Besides intravenous thrombolysis, endovascular therapy (EVT) is also a standard treatment option for acute ischemic stroke. The clinical efficacy and safety of this procedure was proven in 2015 by several randomized controlled trials. The aim of EVT is to achieve the fastest possible recanalization of an occluded artery supplying the brain and, thus, reperfusion of the brain tissue. In EVT, the thrombus is thrombectomized mechanically using wire-mounted self-expanding stents (so-called stent retrievers) and/or aspirated through aspiration catheters. The extent of brain tissue reperfusion influences the clinical outcome of the affected patients. High reperfusion scores (Thrombolysis in Cerebral Infarction [TICI]) correlate positively with more favorable clinical outcomes. However, even after achieving high TICI scores, the clinical outcome of stroke patients with large vessel occlusions varies considerably. There are many reasons for this.

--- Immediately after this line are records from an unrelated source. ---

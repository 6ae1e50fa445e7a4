//! Council orchestration domain
//!
//! Result types for each phase of a council run and the workflow stage that
//! ties them together.

pub mod entities;
pub mod value_objects;
//! HTTP key verifier
//!
//! Sends one minimal-cost request per provider to confirm that a key is
//! accepted. Any network or parse failure counts as invalid.

use crate::providers::anthropic::ANTHROPIC_VERSION;
use async_trait::async_trait;
use council_application::ports::key_verifier::{KeyValidity, KeyVerifier};
use council_domain::{ProtocolKind, ProviderKind};
use reqwest::StatusCode;
use std::time::Duration;
use tracing::{debug, warn};

/// Model looked up to verify a Google key
const GEMINI_PROBE_MODEL: &str = "gemini-1.5-flash";
/// Cheapest model for the Anthropic 1-token probe
const ANTHROPIC_PROBE_MODEL: &str = "claude-3-haiku-20240307";
const PROBE_TIMEOUT: Duration = Duration::from_secs(10);

/// The probe used for a provider.
#[derive(Debug, Clone, PartialEq, Eq)]
pub(crate) enum Probe {
    /// No request; the verdict is fixed
    Skip(KeyValidity),
    /// `GET {base}/models/{model}` with `x-goog-api-key`
    GeminiModel { url: String },
    /// One-token message; anything but 401 is valid
    AnthropicMessage { url: String },
    /// `GET {base}/models` with bearer auth; only 200 is valid
    ListModels { url: String },
}

/// Choose the probe for a provider and key against `base`.
pub(crate) fn probe_for(provider: ProviderKind, key: &str, base: &str) -> Probe {
    if key.trim().is_empty() {
        return Probe::Skip(KeyValidity::Invalid);
    }
    if provider.is_local() {
        return Probe::Skip(KeyValidity::Valid);
    }
    let base = base.trim_end_matches('/');
    match provider.protocol() {
        ProtocolKind::Gemini => Probe::GeminiModel {
            url: format!("{}/models/{}", base, GEMINI_PROBE_MODEL),
        },
        ProtocolKind::Anthropic => Probe::AnthropicMessage {
            url: format!("{}/messages", base),
        },
        ProtocolKind::OpenAiCompatible => Probe::ListModels {
            url: format!("{}/models", base),
        },
    }
}

/// Interpret a probe's response status.
pub(crate) fn judge(probe: &Probe, status: StatusCode) -> KeyValidity {
    let valid = match probe {
        Probe::Skip(validity) => return *validity,
        Probe::AnthropicMessage { .. } => status != StatusCode::UNAUTHORIZED,
        Probe::GeminiModel { .. } => status.is_success(),
        Probe::ListModels { .. } => status == StatusCode::OK,
    };
    if valid {
        KeyValidity::Valid
    } else {
        KeyValidity::Invalid
    }
}

/// [`KeyVerifier`] issuing live HTTP probes.
pub struct HttpKeyVerifier {
    client: reqwest::Client,
    base_url: Option<String>,
}

impl HttpKeyVerifier {
    pub fn new() -> Self {
        let client = reqwest::Client::builder()
            .timeout(PROBE_TIMEOUT)
            .build()
            .unwrap_or_else(|_| reqwest::Client::new());
        Self {
            client,
            base_url: None,
        }
    }

    /// Send every probe to `url` instead of the provider's own endpoint.
    pub fn with_base_url(mut self, url: impl Into<String>) -> Self {
        self.base_url = Some(url.into());
        self
    }

    fn base_for(&self, provider: ProviderKind) -> &str {
        self.base_url
            .as_deref()
            .unwrap_or_else(|| provider.default_base_url())
    }

    fn request(&self, probe: &Probe, key: &str) -> Option<reqwest::RequestBuilder> {
        let request = match probe {
            Probe::Skip(_) => return None,
            Probe::GeminiModel { url } => self.client.get(url).header("x-goog-api-key", key),
            Probe::AnthropicMessage { url } => self
                .client
                .post(url)
                .header("x-api-key", key)
                .header("anthropic-version", ANTHROPIC_VERSION)
                .json(&serde_json::json!({
                    "model": ANTHROPIC_PROBE_MODEL,
                    "max_tokens": 1,
                    "messages": [{"role": "user", "content": "hi"}],
                })),
            Probe::ListModels { url } => self.client.get(url).bearer_auth(key),
        };
        Some(request)
    }
}

impl Default for HttpKeyVerifier {
    fn default() -> Self {
        Self::new()
    }
}

#[async_trait]
impl KeyVerifier for HttpKeyVerifier {
    async fn verify(&self, provider: ProviderKind, key: &str) -> KeyValidity {
        let probe = probe_for(provider, key, self.base_for(provider));
        let Some(request) = self.request(&probe, key.trim()) else {
            return judge(&probe, StatusCode::OK);
        };

        match request.send().await {
            Ok(response) => {
                let validity = judge(&probe, response.status());
                debug!(%provider, status = %response.status(), "Key probe: {:?}", validity);
                validity
            }
            Err(e) => {
                warn!(%provider, "Key verification failed: {}", e);
                KeyValidity::Invalid
            }
        }
    }
}

#[cfg(test)]
mod tests {
    use super::*;

    #[test]
    fn test_empty_key_is_invalid_without_request() {
        assert_eq!(probe_for(ProviderKind::OpenAi, "  ", ""), Probe::Skip(KeyValidity::Invalid));
        assert_eq!(probe_for(ProviderKind::Ollama, "", ""), Probe::Skip(KeyValidity::Invalid));
    }

    #[test]
    fn test_local_kinds_valid_by_declaration() {
        assert_eq!(probe_for(ProviderKind::Custom, "k", ""), Probe::Skip(KeyValidity::Valid));
        assert_eq!(
            judge(&Probe::Skip(KeyValidity::Valid), StatusCode::INTERNAL_SERVER_ERROR),
            KeyValidity::Valid
        );
    }

    #[test]
    fn test_probe_urls() {
        assert_eq!(
            probe_for(ProviderKind::Google, "k", ProviderKind::Google.default_base_url()),
            Probe::GeminiModel {
                url: "https://generativelanguage.googleapis.com/v1beta/models/gemini-1.5-flash"
                    .to_string()
            }
        );
        assert_eq!(
            probe_for(ProviderKind::Groq, "k", ProviderKind::Groq.default_base_url()),
            Probe::ListModels {
                url: "https://api.groq.com/openai/v1/models".to_string()
            }
        );
        assert!(matches!(
            probe_for(ProviderKind::Anthropic, "k", ProviderKind::Anthropic.default_base_url()),
            Probe::AnthropicMessage { .. }
        ));
    }

    #[test]
    fn test_anthropic_only_rejects_401() {
        let probe = probe_for(ProviderKind::Anthropic, "k", ProviderKind::Anthropic.default_base_url());
        assert_eq!(judge(&probe, StatusCode::BAD_REQUEST), KeyValidity::Valid);
        assert_eq!(judge(&probe, StatusCode::TOO_MANY_REQUESTS), KeyValidity::Valid);
        assert_eq!(judge(&probe, StatusCode::UNAUTHORIZED), KeyValidity::Invalid);
    }

    #[test]
    fn test_list_models_requires_200() {
        let probe = probe_for(ProviderKind::DeepSeek, "k", ProviderKind::DeepSeek.default_base_url());
        assert_eq!(judge(&probe, StatusCode::OK), KeyValidity::Valid);
        assert_eq!(judge(&probe, StatusCode::NO_CONTENT), KeyValidity::Invalid);
        assert_eq!(judge(&probe, StatusCode::FORBIDDEN), KeyValidity::Invalid);
    }

    #[tokio::test]
    async fn test_unreachable_endpoint_is_invalid() {
        let verifier = HttpKeyVerifier::new().with_base_url("http://127.0.0.1:9");
        for provider in [ProviderKind::OpenAi, ProviderKind::Anthropic, ProviderKind::Google] {
            assert_eq!(verifier.verify(provider, "k").await, KeyValidity::Invalid);
        }
    }

    #[test]
    fn test_base_url_override() {
        let verifier = HttpKeyVerifier::new().with_base_url("http://localhost:8080/v1");
        assert_eq!(
            probe_for(
                ProviderKind::Groq,
                "k",
                verifier.base_for(ProviderKind::Groq)
            ),
            Probe::ListModels {
                url: "http://localhost:8080/v1/models".to_string()
            }
        );
    }
}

In addition to the collateral supply and the perfusion pressure of the affected brain area, the period of tissue ischemia plays a particularly important role in preservation of brain function. In addition to the TICI score, the number of thrombectomy maneuvers performed and consequently the duration of the intervention has an influence on the clinical outcome of the treated patients.

[取栓:支架取栓vs抽吸]。
除静脉溶栓外,血管内治疗(EVT)也是急性缺血性卒中的标准治疗方案。2015 年,多项随机对照试验证明了该疗法的临床疗效和安全性。EVT 的目的是以最快的速度再通闭塞的脑供血动脉,从而实现脑组织的再灌注。在EVT中,血栓是通过安装在导线上的自膨胀支架(即所谓的支架取栓器)和/或通过抽吸导管进行机械切除的。脑组织再灌注的程度影响患者的临床预后。高再灌注评分(脑梗塞溶栓治疗评分[TICI])与更有利的临床预后呈正相关。然而,即使获得了较高的 TICI 分数,大血管闭塞的卒中患者的临床预后仍有很大差异。造成这种情况的原因有很多。除了侧支供应和受影响脑区的灌注压力外,组织缺血期对脑功能的保护也起着特别重要的作用。除 TICI 评分外,进行血栓切除操作的次数以及干预的持续时间也会对治疗患者的临床结果产生影响。
本文章由计算机程序翻译,如有差异,请以英文原文为准。